My toughest case

I am a vascular consultant at the Private Clinic of Harley Street and one day a 28-year-old woman, who had delivered a perfectly healthy baby four days before, was transferred to my care. Soon after giving birth she had developed a swollen, painful foot, and the swelling then spread to the leg and was growing increasingly worse.

The local hospital had diagnosed deep vein thrombosis and because she was getting blistering and decolourisation of the foot, they were concerned that she was developing venous gangrene, something that is well documented. I received a phone call from the hospital and told them to send her over to see me straight away.

When she arrived we did some imaging, which showed that she had an extensive deep vein thrombosis involving the leg veins and the pelvic veins, which is essentially the iliac vein and the inferior vena cava, which is the main vein which runs back to the heart. It was a hugely extensive clot. On the side where the clot was, because the blood was not able to come back to the heart, the leg kept swelling up.

We were reaching a stage where there was so much pressure in the leg that the tissue was starting to die off (which is basically how gangrene develops). When this happens, the patient can be in danger of losing the leg.

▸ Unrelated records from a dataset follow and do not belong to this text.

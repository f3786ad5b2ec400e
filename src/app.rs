use axum::{
    Form, Router,
    extract::{Path, Query, State},
    http::header,
    response::{Html, IntoResponse, Redirect},
    routing::{get, post},
};
use serde::Deserialize;
use std::collections::HashMap;
use std::sync::{Arc, Mutex};
use tokio::net::TcpListener;

use crate::error::AppError;
use crate::render::render_page;
use crate::sheet::random_token;
use crate::store::SheetStore;

/// Shared application state: the persistent store plus the rendered-page
/// cache.
pub struct AppState {
    store: SheetStore,
    page_cache: Mutex<PageCache>,
}

/// Canonical page renders keyed by sheet id. The generation is bumped on
/// every invalidation; a render that sampled an older generation is
/// refused insertion, so a page built from pre-mutation state cannot
/// land in the cache after the mutation cleared it.
struct PageCache {
    generation: u64,
    pages: HashMap<String, String>,
}

impl AppState {
    pub fn new(store: SheetStore) -> Self {
        AppState {
            store,
            page_cache: Mutex::new(PageCache {
                generation: 0,
                pages: HashMap::new(),
            }),
        }
    }

    fn cached_page(&self, sheet_id: &str) -> Option<String> {
        self.page_cache.lock().unwrap().pages.get(sheet_id).cloned()
    }

    fn cache_generation(&self) -> u64 {
        self.page_cache.lock().unwrap().generation
    }

    /// Insert a rendered page, unless an invalidation landed after
    /// `generation` was sampled.
    fn cache_page(&self, sheet_id: &str, page: String, generation: u64) {
        let mut cache = self.page_cache.lock().unwrap();
        if cache.generation == generation {
            cache.pages.insert(sheet_id.to_string(), page);
        }
    }

    /// Any mutation drops every cached page, not just the mutated
    /// sheet's.
    fn invalidate_pages(&self) {
        let mut cache = self.page_cache.lock().unwrap();
        cache.generation += 1;
        cache.pages.clear();
    }
}

#[derive(Deserialize)]
struct SearchQuery {
    search_string: Option<String>,
}

#[derive(Deserialize)]
struct CellForm {
    row_id: Option<String>,
    col_id: Option<String>,
    cell_value: Option<String>,
}

#[derive(Deserialize)]
struct TitleForm {
    sheet_title: Option<String>,
}

#[derive(Deserialize)]
struct RowForm {
    row_id: Option<String>,
}

#[derive(Deserialize)]
struct ColumnForm {
    col_id: Option<String>,
}

#[derive(Deserialize)]
struct RenameColumnForm {
    col_id: Option<String>,
    column_name: Option<String>,
}

/// Pull a required form field, mapping absence to a 400 with no write.
fn require(field: Option<String>, name: &'static str) -> Result<String, AppError> {
    field.ok_or(AppError::MissingField(name))
}

fn sheet_url(id: &str) -> String {
    format!("/sheet/{}", urlencoding::encode(id))
}

/// Build the application router over the given store.
pub fn router(store: SheetStore) -> Router {
    let state = Arc::new(AppState::new(store));

    Router::new()
        .route("/", get(serve_index))
        .route("/sheet/:id", get(serve_sheet))
        .route("/sheet/:id/cells", post(save_cell))
        .route("/sheet/:id/title", post(rename_sheet))
        .route("/sheet/:id/rows", post(add_row))
        .route("/sheet/:id/rows/delete", post(delete_row))
        .route("/sheet/:id/columns", post(add_column))
        .route("/sheet/:id/columns/rename", post(rename_column))
        .route("/sheet/:id/columns/delete", post(delete_column))
        .route("/static/style.css", get(serve_stylesheet))
        .with_state(state)
}

/// Bind and serve until the process is stopped.
pub async fn run(store: SheetStore, addr: &str) -> Result<(), Box<dyn std::error::Error>> {
    let app = router(store);

    let listener = TcpListener::bind(addr).await?;
    println!("Listening on http://{}", addr);
    axum::serve(listener, app).await?;

    Ok(())
}

/// Every visit to the root gets a fresh random sheet URL. The sheet
/// itself is only created when that URL is first loaded.
async fn serve_index() -> Redirect {
    Redirect::to(&sheet_url(&random_token()))
}

async fn serve_sheet(
    State(state): State<Arc<AppState>>,
    Path(id): Path<String>,
    Query(params): Query<SearchQuery>,
) -> Result<Html<String>, AppError> {
    let term = params
        .search_string
        .as_deref()
        .map(str::trim)
        .filter(|t| !t.is_empty());

    // Only the canonical unfiltered page is cached.
    if term.is_none() {
        if let Some(page) = state.cached_page(&id) {
            log::debug!("sheet {id}: served from page cache");
            return Ok(Html(page));
        }
    }

    // Sample the generation before reading the store, so a mutation
    // that lands mid-render keeps this page out of the cache.
    let generation = state.cache_generation();
    let sheet = state.store.load_or_create(&id)?;
    let page = render_page(&sheet, term);
    if term.is_none() {
        state.cache_page(&id, page.clone(), generation);
    }

    Ok(Html(page))
}

async fn save_cell(
    State(state): State<Arc<AppState>>,
    Path(id): Path<String>,
    Form(form): Form<CellForm>,
) -> Result<Redirect, AppError> {
    let row_id = require(form.row_id, "row_id")?;
    let col_id = require(form.col_id, "col_id")?;
    let cell_value = require(form.cell_value, "cell_value")?;

    let matched = state
        .store
        .update_with(&id, |sheet| sheet.set_cell(&row_id, &col_id, &cell_value))?;
    if matched {
        log::debug!("sheet {id}: cell {row_id}/{col_id} updated");
    } else {
        log::warn!("sheet {id}: cell update matched no row {row_id}");
    }

    state.invalidate_pages();
    Ok(Redirect::to(&sheet_url(&id)))
}

async fn rename_sheet(
    State(state): State<Arc<AppState>>,
    Path(id): Path<String>,
    Form(form): Form<TitleForm>,
) -> Result<Redirect, AppError> {
    let title = require(form.sheet_title, "sheet_title")?;

    state.store.update_with(&id, |sheet| sheet.set_title(&title))?;
    log::debug!("sheet {id}: retitled");

    state.invalidate_pages();
    Ok(Redirect::to(&sheet_url(&id)))
}

async fn add_row(
    State(state): State<Arc<AppState>>,
    Path(id): Path<String>,
) -> Result<Redirect, AppError> {
    let row_id = state.store.update_with(&id, |sheet| sheet.add_row())?;
    log::debug!("sheet {id}: row {row_id} added");

    state.invalidate_pages();
    Ok(Redirect::to(&sheet_url(&id)))
}

async fn delete_row(
    State(state): State<Arc<AppState>>,
    Path(id): Path<String>,
    Form(form): Form<RowForm>,
) -> Result<Redirect, AppError> {
    let row_id = require(form.row_id, "row_id")?;

    let removed = state
        .store
        .update_with(&id, |sheet| sheet.delete_row(&row_id))?;
    if !removed {
        log::warn!("sheet {id}: delete matched no row {row_id}");
    }

    state.invalidate_pages();
    Ok(Redirect::to(&sheet_url(&id)))
}

async fn add_column(
    State(state): State<Arc<AppState>>,
    Path(id): Path<String>,
) -> Result<Redirect, AppError> {
    let col_id = state.store.update_with(&id, |sheet| sheet.add_column())?;
    log::debug!("sheet {id}: column {col_id} added");

    state.invalidate_pages();
    Ok(Redirect::to(&sheet_url(&id)))
}

async fn rename_column(
    State(state): State<Arc<AppState>>,
    Path(id): Path<String>,
    Form(form): Form<RenameColumnForm>,
) -> Result<Redirect, AppError> {
    let col_id = require(form.col_id, "col_id")?;
    let name = require(form.column_name, "column_name")?;

    let matched = state
        .store
        .update_with(&id, |sheet| sheet.rename_column(&col_id, &name))?;
    if !matched {
        log::warn!("sheet {id}: rename matched no column {col_id}");
    }

    state.invalidate_pages();
    Ok(Redirect::to(&sheet_url(&id)))
}

async fn delete_column(
    State(state): State<Arc<AppState>>,
    Path(id): Path<String>,
    Form(form): Form<ColumnForm>,
) -> Result<Redirect, AppError> {
    let col_id = require(form.col_id, "col_id")?;

    let removed = state
        .store
        .update_with(&id, |sheet| sheet.remove_column(&col_id))?;
    if !removed {
        log::warn!("sheet {id}: delete matched no column {col_id}");
    }

    state.invalidate_pages();
    Ok(Redirect::to(&sheet_url(&id)))
}

async fn serve_stylesheet() -> impl IntoResponse {
    (
        [(header::CONTENT_TYPE, "text/css; charset=utf-8")],
        include_str!("./static/style.css"),
    )
}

The first thing we did was to put in an IVC filter, which is a keyhole technique going in through the neck vein. If you think of the filter as an umbrella that sits in the vein, it opens up and then stops any clot from dislodging into the lungs.

Once we had put the filter in, we went in through the groin on the side with the affected leg, using a special device that absorbs and sucks out the clots. At the same time you inject a chemical that is a clot-busting medication, called rtPA.

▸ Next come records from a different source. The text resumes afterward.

//! LLM-backed decision strategy and its chat-completions client.
//!
//! The HTTP client is isolated behind [`CompletionBackend`] and adapts the
//! endpoint's response into a plain [`CompletionText`] so the rest of the
//! agent never sees endpoint-library quirks. The one quirk handled here is
//! the token-limit parameter name: newer servers want
//! `max_completion_tokens`, older ones want `max_tokens`, and a server that
//! rejects the first gets exactly one retry with the second.

use std::future::Future;
use std::pin::Pin;

use anyhow::Context;
use reqwest::Client;
use serde::{Deserialize, Serialize};
use tracing::{debug, warn};

use super::{prompt, ChatRole, ChatTurn, ConversationHistory, Decision, DecisionStrategy};
use crate::command::sanitize;
use crate::parser::GameState;

/// Returned when the endpoint fails for any non-parameter reason; keeps the
/// session alive instead of raising.
pub const FALLBACK_COMMAND: &str = "look";

/// Token budget tuned for a short imperative command.
const COMMAND_TOKEN_BUDGET: u32 = 50;

/// Stop at sentence/line boundaries; the model should emit one command.
const STOP_SEQUENCES: &[&str] = &["\n", ".", "?", "!"];

const DEFAULT_MAX_EXCHANGES: usize = 20;

/// Explicit result type at the agent boundary (whatever the endpoint
/// returns is adapted into this).
#[derive(Debug, Clone, PartialEq, Eq)]
pub struct CompletionText {
    pub content: String,
}

pub trait CompletionBackend: Send + Sync {
    fn complete<'a>(
        &'a self,
        messages: Vec<ChatTurn>,
    ) -> Pin<Box<dyn Future<Output = anyhow::Result<CompletionText>> + Send + 'a>>;
}

#[derive(Debug, Clone)]
pub struct ChatEndpointConfig {
    /// Base URL, e.g. `http://localhost:8000/v1`.
    pub base_url: String,
    pub model: String,
    pub api_key: String,
}

#[derive(Debug, Clone, Copy, PartialEq, Eq)]
enum TokenLimitField {
    MaxCompletionTokens,
    MaxTokens,
}

#[derive(Debug, Serialize)]
struct ChatRequest<'a> {
    model: &'a str,
    messages: &'a [ChatTurn],
    stop: &'a [&'a str],
    #[serde(skip_serializing_if = "Option::is_none")]
    max_completion_tokens: Option<u32>,
    #[serde(skip_serializing_if = "Option::is_none")]
    max_tokens: Option<u32>,
    /// Left unset: some endpoints reject temperature overrides, so the
    /// model default is used.
    #[serde(skip_serializing_if = "Option::is_none")]
    temperature: Option<f32>,
}

impl<'a> ChatRequest<'a> {
    fn new(model: &'a str, messages: &'a [ChatTurn], field: TokenLimitField) -> Self {
        let (max_completion_tokens, max_tokens) = match field {
            TokenLimitField::MaxCompletionTokens => (Some(COMMAND_TOKEN_BUDGET), None),
            TokenLimitField::MaxTokens => (None, Some(COMMAND_TOKEN_BUDGET)),
        };
        Self {
            model,
            messages,
            stop: STOP_SEQUENCES,
            max_completion_tokens,
            max_tokens,
            temperature: None,
        }
    }
}

#[derive(Debug, Deserialize)]
struct ChatResponse {
    choices: Vec<ChatChoice>,
}

#[derive(Debug, Deserialize)]
struct ChatChoice {
    message: ChatChoiceMessage,
}

#[derive(Debug, Deserialize)]
struct ChatChoiceMessage {
    content: String,
}

/// A failure attributable to the server rejecting the newer token-limit
/// parameter name (the only failure retried at this layer).
fn is_token_limit_param_error(err: &anyhow::Error) -> bool {
    format!("{err:#}").contains("max_completion_tokens")
}

/// OpenAI-style `POST {base_url}/chat/completions` client.
pub struct HttpChatClient {
    client: Client,
    cfg: ChatEndpointConfig,
}

impl HttpChatClient {
    pub fn new(cfg: ChatEndpointConfig) -> Self {
        Self {
            client: Client::new(),
            cfg,
        }
    }

    async fn request_once(
        &self,
        messages: &[ChatTurn],
        field: TokenLimitField,
    ) -> anyhow::Result<CompletionText> {
        let body = ChatRequest::new(&self.cfg.model, messages, field);

        debug!(model = %self.cfg.model, ?field, "sending completion request");

        let response = self
            .client
            .post(format!("{}/chat/completions", self.cfg.base_url))
            .bearer_auth(&self.cfg.api_key)
            .json(&body)
            .send()
            .await
            .context("completion request failed")?;

        let status = response.status();
        if !status.is_success() {
            let error_body = response.text().await.unwrap_or_default();
            anyhow::bail!("completion endpoint returned {status}: {error_body}");
        }

        let parsed: ChatResponse = response
            .json()
            .await
            .context("failed to decode completion response")?;

        let content = parsed
            .choices
            .into_iter()
            .next()
            .map(|c| c.message.content)
            .ok_or_else(|| anyhow::anyhow!("completion response had no choices"))?;

        Ok(CompletionText { content })
    }
}

impl CompletionBackend for HttpChatClient {
    fn complete<'a>(
        &'a self,
        messages: Vec<ChatTurn>,
    ) -> Pin<Box<dyn Future<Output = anyhow::Result<CompletionText>> + Send + 'a>> {
        Box::pin(async move {
            match self
                .request_once(&messages, TokenLimitField::MaxCompletionTokens)
                .await
            {
                Ok(text) => Ok(text),
                Err(err) if is_token_limit_param_error(&err) => {
                    debug!("retrying with the max_tokens parameter name");
                    self.request_once(&messages, TokenLimitField::MaxTokens)
                        .await
                }
                Err(err) => Err(err),
            }
        })
    }
}

/// LLM-backed strategy: frames the interpreted state as a user turn, queries
/// the backend with the bounded history, and sanitizes the completion into a
/// command.
pub struct LlmStrategy<B> {
    backend: B,
    system_prompt: String,
    history: ConversationHistory,
}

impl<B: CompletionBackend> LlmStrategy<B> {
    pub fn new(backend: B) -> Self {
        Self::with_max_exchanges(backend, DEFAULT_MAX_EXCHANGES)
    }

    pub fn with_max_exchanges(backend: B, max_exchanges: usize) -> Self {
        Self {
            backend,
            system_prompt: prompt::SYSTEM_PROMPT.to_string(),
            history: ConversationHistory::new(max_exchanges),
        }
    }

    pub fn history(&self) -> &ConversationHistory {
        &self.history
    }

    fn build_messages(&self) -> Vec<ChatTurn> {
        let mut messages = Vec::with_capacity(self.history.len() + 1);
        messages.push(ChatTurn {
            role: ChatRole::System,
            content: self.system_prompt.clone(),
        });
        messages.extend(self.history.turns().cloned());
        messages
    }
}

impl<B: CompletionBackend> DecisionStrategy for LlmStrategy<B> {
    fn next_command<'a>(
        &'a mut self,
        state: &'a GameState,
        error_mode: bool,
        last_command: Option<&'a str>,
    ) -> Pin<Box<dyn Future<Output = anyhow::Result<Option<Decision>>> + Send + 'a>> {
        Box::pin(async move {
            let user_message = match (error_mode, last_command) {
                (true, Some(last)) => {
                    prompt::build_error_recovery_message(last, &state.cleaned_text)
                }
                _ => prompt::build_state_message(&state.cleaned_text),
            };
            self.history.push_user(user_message);

            let raw = match self.backend.complete(self.build_messages()).await {
                Ok(text) => text.content,
                Err(err) => {
                    warn!(error = %format!("{err:#}"), "completion failed, falling back");
                    return Ok(Some(Decision {
                        command: FALLBACK_COMMAND.to_string(),
                        rationale: None,
                    }));
                }
            };

            let command = sanitize(&raw);
            self.history.push_assistant(command.clone());
            Ok(Some(Decision {
                command,
                rationale: Some(raw),
            }))
        })
    }
}

#[cfg(test)]
mod tests {
    use std::collections::VecDeque;
    use std::sync::Mutex;

    use super::*;
    use crate::parser::GameParser;

    #[derive(Default)]
    struct FakeBackend {
        responses: Mutex<VecDeque<anyhow::Result<CompletionText>>>,
        requests: Mutex<Vec<Vec<ChatTurn>>>,
    }

    impl FakeBackend {
        fn push_response(&self, content: impl Into<String>) {
            self.responses.lock().unwrap().push_back(Ok(CompletionText {
                content: content.into(),
            }));
        }

        fn push_error(&self, msg: &str) {
            self.responses
                .lock()
                .unwrap()
                .push_back(Err(anyhow::anyhow!("{msg}")));
        }
    }

    impl CompletionBackend for &FakeBackend {
        fn complete<'a>(
            &'a self,
            messages: Vec<ChatTurn>,
        ) -> Pin<Box<dyn Future<Output = anyhow::Result<CompletionText>> + Send + 'a>> {
            Box::pin(async move {
                self.requests.lock().unwrap().push(messages);
                self.responses
                    .lock()
                    .unwrap()
                    .pop_front()
                    .unwrap_or_else(|| anyhow::bail!("no response queued"))
            })
        }
    }

    fn state_for(text: &str) -> crate::parser::GameState {
        GameParser::new().interpret(text)
    }

    #[tokio::test]
    async fn completion_is_sanitized_and_recorded_as_assistant_turn() {
        let backend = FakeBackend::default();
        backend.push_response("Command: open mailbox");
        let mut strategy = LlmStrategy::new(&backend);

        let state = state_for("West of House");
        let decision = strategy
            .next_command(&state, false, None)
            .await
            .unwrap()
            .unwrap();
        assert_eq!(decision.command, "open mailbox");
        assert_eq!(decision.rationale.as_deref(), Some("Command: open mailbox"));

        let turns: Vec<_> = strategy.history().turns().cloned().collect();
        assert_eq!(turns.len(), 2);
        assert_eq!(turns[0].role, ChatRole::User);
        assert_eq!(turns[1].role, ChatRole::Assistant);
        assert_eq!(turns[1].content, "open mailbox");
    }

    #[tokio::test]
    async fn system_prompt_is_prepended_but_never_stored() {
        let backend = FakeBackend::default();
        backend.push_response("north");
        let mut strategy = LlmStrategy::new(&backend);

        let state = state_for("West of House");
        strategy.next_command(&state, false, None).await.unwrap();

        let requests = backend.requests.lock().unwrap();
        let messages = &requests[0];
        assert_eq!(messages[0].role, ChatRole::System);
        assert!(strategy
            .history()
            .turns()
            .all(|t| t.role != ChatRole::System));
    }

    #[tokio::test]
    async fn error_mode_uses_recovery_framing_with_the_failed_command() {
        let backend = FakeBackend::default();
        backend.push_response("n");
        let mut strategy = LlmStrategy::new(&backend);

        let state = state_for("I don't know the word \"frobnicate\".");
        strategy
            .next_command(&state, true, Some("frobnicate mailbox"))
            .await
            .unwrap();

        let requests = backend.requests.lock().unwrap();
        let user_turn = &requests[0][1];
        assert!(user_turn.content.contains("didn't understand"));
        assert!(user_turn.content.contains("\"frobnicate mailbox\""));
    }

    #[tokio::test]
    async fn backend_failure_falls_back_to_look_without_assistant_turn() {
        let backend = FakeBackend::default();
        backend.push_error("connection refused");
        let mut strategy = LlmStrategy::new(&backend);

        let state = state_for("West of House");
        let decision = strategy
            .next_command(&state, false, None)
            .await
            .unwrap()
            .unwrap();
        assert_eq!(decision.command, FALLBACK_COMMAND);
        assert_eq!(decision.rationale, None);
        // The user turn stays; no assistant turn was appended.
        assert_eq!(strategy.history().len(), 1);
    }

    #[tokio::test]
    async fn history_stays_bounded_over_many_turns() {
        let backend = FakeBackend::default();
        let mut strategy = LlmStrategy::with_max_exchanges(&backend, 2);
        let state = state_for("West of House");
        for _ in 0..10 {
            backend.push_response("north");
            strategy.next_command(&state, false, None).await.unwrap();
            assert!(strategy.history().len() <= 4);
        }
    }

    #[test]
    fn request_serializes_the_selected_token_limit_field() {
        let messages = vec![ChatTurn {
            role: ChatRole::User,
            content: "hi".to_string(),
        }];
        let newer = ChatRequest::new("m", &messages, TokenLimitField::MaxCompletionTokens);
        let json = serde_json::to_value(&newer).unwrap();
        assert_eq!(json["max_completion_tokens"], 50);
        assert!(json.get("max_tokens").is_none());
        assert!(json.get("temperature").is_none());

        let older = ChatRequest::new("m", &messages, TokenLimitField::MaxTokens);
        let json = serde_json::to_value(&older).unwrap();
        assert_eq!(json["max_tokens"], 50);
        assert!(json.get("max_completion_tokens").is_none());
    }

    #[test]
    fn token_limit_errors_are_recognized_by_parameter_name() {
        let err = anyhow::anyhow!("endpoint returned 400: unsupported parameter max_completion_tokens");
        assert!(is_token_limit_param_error(&err));
        let err = anyhow::anyhow!("endpoint returned 500: internal error");
        assert!(!is_token_limit_param_error(&err));
    }
}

Following that procedure we continued with aggressive intravenous anticoagulation, which is when you give the patient medication to thin the blood. And you must also elevate the leg dramatically to use gravity to help you empty the leg.

Then over a couple of weeks – and it is a very slow process – the leg got better and the blistering dried out. Fortunately, she didn't lose any toes (although she did lose a bit of skin) and she recovered well and was eventually able to walk out.

This condition is not hugely common but we have definitely seen an increase in deep vein thrombosis and pulmonary emboli during pregnancy. But it is very rare to see a DVT that is threatening the entire leg.

She was very lucky; some patients would lose their leg if they were so affected. It's a very serious condition. It is something that takes just a few days to really take hold, so it was very important that she was transferred to us when she was. It really saved her. If she was referred a day later, it might have been too late.